“Life isn’t easy. Most people drink to forget, or drive for hours trying to get away from what they can’t let go of or leave behind. Work takes it out of you. Love falls short or destroys you. Disappointments stack up. But still you have to keep going, and how you do that says everything about the man that you are.”
Aaron F. Lewis
While northern Arkansas was under a “Winter Storm Warning” on this Saturday morning. the Pacific Coast was looking at a “Tsunami Watch.” Add one more reason that Deb and I are glad to be here (and not there).
I caught myself cheering for the tsunami. I’m not sure, but I think that makes me a bad person.
Thanks to Deb, I got to sleep in today. She brought me coffee in bed. Once I was up and about she fixed me a bowl of hot oatmeal, which I topped with something we brought back from Montana — huckleberry honey, made in Missoula and purchased in Polson.
Yes, I’m a fortunate man. And no, I never tire of huckleberries.
Snow started falling here around 8am, four hours earlier than predicted. Temps will flirt with the freezing mark throughout the day, which means that whatever falls will be wet and heavy. By noon we had about two inches on the ground and it was still comin’ down.

Mid-morning Deb’s cousin sent a photo from The Mountain. Our Ranger, covered to shed the weather, was draped in a blanket of snow. All of the trees were traced in white. That visual has us wanting to drive Mercy over there tomorrow to see it in person before the snow melts.
Our hosts are using a tractor to plow the campground roads, a compact John Deere equipped with a front-end loader. Obviously it’s not a job they have to do very often, but they’re getting it done efficiently.
Late this afternoon we bundled up, leashed the pups and walked up to the campground’s dog park. Scout has always loved the snow, while Dipstick would just as soon stay indoors ’til spring. Today both seemed to enjoy their romp, and so did we.








By the time the sun went down we had over six inches on the ground. It was still snowing steadily, too, and it isn’t expected to stop ’til after midnight — six more hours. That should make for a pretty cool scene come morning.
Our evening meal? Tomato soup and grilled-cheese sandwiches. Perfection.
So here we are in our motorhome, in the middle of a winter storm. This isn’t like last January, when we could look out the windows of Second Chance Ranch at a snow-covered bus — this time we’re living in Ernie, riding it out, monitoring the systems and managing our supplies.

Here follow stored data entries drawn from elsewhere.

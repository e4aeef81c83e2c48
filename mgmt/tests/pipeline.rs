// SPDX-License-Identifier: Apache-2.0
// Copyright Open Network Fabric Authors

use config::{ConfigError, ConversionParams, Fragment, LogLevel, build_config};
use mgmt::frr::reload::{ConfigApplier, FrrErr, FrrPaths, FrrReloader};
use mgmt::frr::renderer::render_config;
use nix::sys::signal::Signal;
use pretty_assertions::assert_eq;
use std::fs;
use std::os::unix::process::ExitStatusExt;
use std::process::Command;
use tracing_test::traced_test;

const TENANT_A: &str = r#"
name: tenant-a
routers:
  - asn: 65000
    id: 10.0.0.1
    prefixes: ["192.0.2.0/24", "2001:db8:a::/48"]
    neighbors:
      - asn: 65001
        address: 192.168.1.2
        password: s3cret
        toAdvertise:
          allowed:
            mode: all
          prefixesWithCommunity:
            - prefixes: ["192.0.2.0/24"]
              community: "10:100"
        toReceive:
          allowed:
            prefixes:
              - prefix: 10.0.0.0/8
                le: 24
"#;

const TENANT_B: &str = r#"
name: tenant-b
routers:
  - asn: 65000
    prefixes: ["198.51.100.0/24"]
    neighbors:
      - asn: 65001
        address: 192.168.1.2
        password: s3cret
        holdTime: 180
        toAdvertise:
          allowed:
            prefixes: ["198.51.100.0/24"]
          prefixesWithLocalPref:
            - prefixes: ["198.51.100.0/24"]
              localPref: 200
        toReceive:
          allowed:
            mode: all
raw:
  priority: 10
  config: "line vty"
"#;

fn fragments() -> Vec<Fragment> {
    [TENANT_A, TENANT_B]
        .iter()
        .map(|yaml| serde_yaml_ng::from_str(yaml).expect("Bad fragment"))
        .collect()
}

fn params() -> ConversionParams {
    ConversionParams::new("node-1", LogLevel::Info).set_always_block(&["192.168.0.0/16"])
}

#[test]
#[traced_test]
fn test_fragments_to_frr_config() {
    let config = build_config(&fragments(), &params()).expect("Fragments should merge");
    let mut reversed = fragments();
    reversed.reverse();
    let other = build_config(&reversed, &params()).expect("Fragments should merge");
    assert_eq!(config, other);

    let rendered = render_config(&config).expect("Should render");
    assert_eq!(rendered, render_config(&other).expect("Should render"));

    for line in [
        "hostname node-1",
        "router bgp 65000",
        " bgp router-id 10.0.0.1",
        " neighbor 192.168.1.2 remote-as 65001",
        " neighbor 192.168.1.2 password s3cret",
        "  network 192.0.2.0/24",
        "  network 198.51.100.0/24",
        "  network 2001:db8:a::/48",
        "ip prefix-list 192.168.1.2-blocked-ipv4 seq 5 permit 192.168.0.0/16 le 32",
        " set community 10:100 additive",
        " set local-preference 200",
        "line vty",
    ] {
        assert!(
            rendered.lines().any(|l| l == line),
            "Missing line '{line}' in:\n{rendered}"
        );
    }
    /* default hold time is not rendered and accept-all absorbed the receive filters */
    assert!(!rendered.contains("timers"));
    assert!(!rendered.contains("192.168.1.2-inpl-ipv4"));
}

#[test]
fn test_conflicting_fragments() {
    let mut fragments = fragments();
    fragments[1].routers[0].asn = 65099;
    let Err(ConfigError::VrfAsnMismatch { asn1, asn2, .. }) = build_config(&fragments, &params())
    else {
        unreachable!("Merge should fail");
    };
    assert_eq!((asn1, asn2), (65000, 65099));
}

#[test]
fn test_apply_without_reloader() {
    let dir = tempfile::tempdir().expect("No tempdir");
    let paths = FrrPaths::in_dir(dir.path());
    let config = build_config(&fragments(), &params()).expect("Fragments should merge");
    let mut reloader = FrrReloader::new(paths.clone());

    let result = reloader.apply(&config);
    assert!(matches!(result, Err(FrrErr::PidFile { .. })));

    /* the file is written before signalling */
    let written = fs::read_to_string(&paths.config_file).expect("Config not written");
    assert_eq!(written, render_config(&config).expect("Should render"));
}

#[test]
fn test_apply_signals_reloader() {
    let dir = tempfile::tempdir().expect("No tempdir");
    let paths = FrrPaths::in_dir(dir.path());
    let mut child = Command::new("sleep")
        .arg("30")
        .spawn()
        .expect("Failed to spawn reloader stand-in");
    fs::write(&paths.pid_file, format!("{}\n", child.id())).expect("Write failed");

    let config = build_config(&fragments(), &params()).expect("Fragments should merge");
    let mut reloader = FrrReloader::new(paths);
    reloader.apply(&config).expect("Apply should succeed");

    let status = child.wait().expect("Wait failed");
    assert_eq!(status.signal(), Some(Signal::SIGHUP as i32));
}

And we’re having the time of our lives. We’re right where we belong.
It dawned on me yesterday that I owe readers of Ubi Libertas Blog an update on my friend who was hospitalized with severe WuFlu. I’m happy to report that after 44 days, most of it in ICU, on Thursday he was discharged and returned home.
He has a long convalescence ahead of him. His lungs suffered considerable damage and he lost much of his voluntary-muscle strength, so he’ll be relying on supplemental oxygen and a walker for a while. But he survived and he’s home, and that’s the most important thing.
He would want you to know that he’s grateful for your thoughts and prayers.
The other day a high-school classmate of mine sent me a clip from our eighth-grade yearbook, a photo of the basketball team. It was the 1970-71 school year and I’m in the picture, on the left end of the front row.
I’m seated with the managers — I tried out that year but didn’t make the team. I asked the coach if I could be a manager so I could still be around the sport and the guys. He granted my request, making me the tallest ball boy in the league.
On the right end of the back row is a friend who also didn’t make the team, the last player cut. When one of the boys who’d made the squad up and quit, the coach asked my friend to consider coming back, and he did.
Fast-forward four years. Only three or four of us in that eighth-grade photo earned a spot on the varsity roster our senior year. My friend who’d been cut and reinstated started at forward and was a team captain. I was the starting center — mostly because I could jump (pictured) and the coach wanted me in there for the opening tip-off.
It can be excruciating, especially as a kid, to walk up to a wall, look at a list of names and not see yours on it. I know that feeling all too well. But it’s not the end.
If you’re told that you’re not good enough, make yourself better. If you want something, go get it. Stay in the game. Keep at it. Don’t quit.
There may come a time, of course, when we must face the reality that we’re just not cut out for a particular thing. A sport. A profession. A relationship.
None of the boys on that eighth-grade team, or on the varsity, had a promising future in college basketball. All of us found other things to do, other rabbits to chase. Life went on.
The lessons stayed with us. Go back to that Aaron Lewis quote at the top of this post:
“…you have to keep going, and how you do that says everything about the man that you are.“
Take care of yourselves, Patriots. Stay calm. Stay sharp. Stay free.